IX. I close as I began with the statement that what an immense
majority of the Loyal Millions of your countrymen require of you
is a frank, declared, unqualified, ungrudging execution of the laws
of the land, more especially of the Confiscation Act. That Act gives
freedom to the slaves of Rebels coming within our lines, or whom
those lines may at any time inclose--we ask you to render it due
obedience by publicly requiring all your subordinates to recognize
and obey it. The rebels are everywhere using the late anti-negro
riots in the North, as they have long used your officers' treatment
of negroes in the South, to convince the slaves that they have nothing
to hope from a Union success-that we mean in that case to sell them
into a bitter bondage to defray the cost of war. Let them impress
this as a truth on the great mass of their ignorant and credulous
bondsmen, and the Union will never be restored-never. We cannot
conquer Ten Millions of People united in solid phalanx against us,
powerfully aided by the Northern sympathizers and European allies.

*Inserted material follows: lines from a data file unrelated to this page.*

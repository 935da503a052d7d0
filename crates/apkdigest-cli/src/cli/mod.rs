//! CLI for apkdigest.

mod commands;

use anyhow::Result;
use apkdigest_core::config;
use apkdigest_core::manifest::DigestSpec;
use clap::{Args, Parser, Subcommand};
use std::path::PathBuf;

use commands::{run_config, run_extract, run_locate};

/// Top-level CLI for apkdigest.
#[derive(Debug, Parser)]
#[command(name = "apkdigest")]
#[command(about = "apkdigest: read the classes.dex digest from an APK manifest", long_about = None)]
pub struct Cli {
    #[command(subcommand)]
    pub command: CliCommand,
}

/// Overrides for the configured manifest entry, marker and digest header.
#[derive(Debug, Default, Args)]
pub struct SpecArgs {
    /// Manifest member inside the archive (default META-INF/MANIFEST.MF).
    #[arg(long, value_name = "PATH")]
    pub entry: Option<String>,
    /// Substring marking the section of interest (default classes.dex).
    #[arg(long, value_name = "TEXT")]
    pub marker: Option<String>,
    /// Prefix of the digest line (default "SHA1-Digest: ").
    #[arg(long, value_name = "TEXT")]
    pub header: Option<String>,
}

impl SpecArgs {
    /// Apply the overrides on top of `base`.
    pub fn apply(&self, base: &DigestSpec) -> DigestSpec {
        DigestSpec {
            manifest_entry: self.entry.clone().unwrap_or_else(|| base.manifest_entry.clone()),
            target_marker: self.marker.clone().unwrap_or_else(|| base.target_marker.clone()),
            digest_header: self.header.clone().unwrap_or_else(|| base.digest_header.clone()),
        }
    }
}

#[derive(Debug, Subcommand)]
pub enum CliCommand {
    /// Print the digest recorded for the target marker in an archive's manifest.
    Extract {
        /// Path to the APK (or any zip with a JAR-style manifest).
        archive: PathBuf,
        #[command(flatten)]
        spec: SpecArgs,
        /// Print a JSON report instead of the bare digest.
        #[arg(long)]
        json: bool,
    },

    /// Find an installed package by application id and print its digest.
    Locate {
        /// Application identifier, e.g. net.example.app.
        app_id: String,
        /// Package directory to search (default: package_root from config).
        #[arg(long, value_name = "DIR")]
        root: Option<PathBuf>,
        #[command(flatten)]
        spec: SpecArgs,
        /// Print a JSON report instead of the bare digest.
        #[arg(long)]
        json: bool,
    },

    /// Show the config file path and effective settings.
    Config,
}

/// How a command ended, for the process exit code.
#[derive(Debug, Clone, Copy, PartialEq, Eq)]
pub enum Outcome {
    Done,
    /// No digest was produced.
    Absent,
}

impl CliCommand {
    pub async fn run_from_args() -> Result<Outcome> {
        let cli = Cli::parse();
        let cfg = config::load_or_init()?;
        tracing::debug!("loaded config: {:?}", cfg);

        match cli.command {
            CliCommand::Extract {
                archive,
                spec,
                json,
            } => run_extract(&archive, &spec.apply(&cfg.digest), json).await,
            CliCommand::Locate {
                app_id,
                root,
                spec,
                json,
            } => {
                let root = root.or_else(|| cfg.package_root.clone()).ok_or_else(|| {
                    anyhow::anyhow!("no package directory: pass --root or set package_root in config")
                })?;
                run_locate(&app_id, &root, &spec.apply(&cfg.digest), json).await
            }
            CliCommand::Config => run_config(&cfg),
        }
    }
}

#[cfg(test)]
mod tests;
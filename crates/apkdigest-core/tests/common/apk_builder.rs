//! Minimal APK-shaped zip archives for tests.

use std::fs;
use std::io::{Cursor, Write};
use std::path::Path;

use zip::write::SimpleFileOptions;
use zip::ZipWriter;

/// Manifest as written by the Android signer for a small app.
pub const SIGNED_MANIFEST: &str = "Manifest-Version: 1.0\r\n\
Built-By: Generated-by-ADT\r\n\
Created-By: Android Gradle 1.1.0\r\n\
\r\n\
Name: res/layout/activity_main.xml\r\n\
SHA1-Digest: 3hbWw5xtcpiaYk6Ri0dsyrHXn3w=\r\n\
\r\n\
Name: AndroidManifest.xml\r\n\
SHA1-Digest: 0GkVU0NW6NCqbLDVHzyMuIvs6Bw=\r\n\
\r\n\
Name: classes.dex\r\n\
SHA1-Digest: hMhV0DZr4tQQc3iuJgdoFBaDZbo=\r\n\
\r\n\
Name: resources.arsc\r\n\
SHA1-Digest: 2jmj7l5rSw0yVb/vlWAYkK/YBwk=\r\n\
\r\n";

pub const SIGNED_DEX_DIGEST: &str = "hMhV0DZr4tQQc3iuJgdoFBaDZbo=";

/// Write an archive at `path` holding the given members.
pub fn write_apk(path: &Path, members: &[(&str, &[u8])]) {
    let mut writer = ZipWriter::new(Cursor::new(Vec::new()));
    for (name, content) in members {
        writer
            .start_file(*name, SimpleFileOptions::default())
            .unwrap();
        writer.write_all(content).unwrap();
    }
    let bytes = writer.finish().unwrap().into_inner();
    fs::write(path, bytes).unwrap();
}

/// Write a signed-looking APK with the standard manifest.
pub fn write_signed_apk(path: &Path) {
    write_apk(
        path,
        &[
            ("AndroidManifest.xml", &b"\x03\x00\x08\x00"[..]),
            ("classes.dex", &b"dex\n035\0"[..]),
            ("META-INF/MANIFEST.MF", SIGNED_MANIFEST.as_bytes()),
            ("META-INF/CERT.SF", &b"Signature-Version: 1.0\r\n"[..]),
        ],
    );
}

We must have scouts, guides, spies, cooks, teamsters, diggers and
choppers from the Blacks of the South, whether we allow them to
fight for us or not, or we shall be baffled and repelled. As one
of the millions who would gladly have avoided this struggle at any
sacrifice but that Principle and Honor, but who now feel that the
triumph of the Union is dispensable not only to the existence of
our country to the well being of mankind, I entreat you to render
a hearty and unequivocal obedience to the law of the land.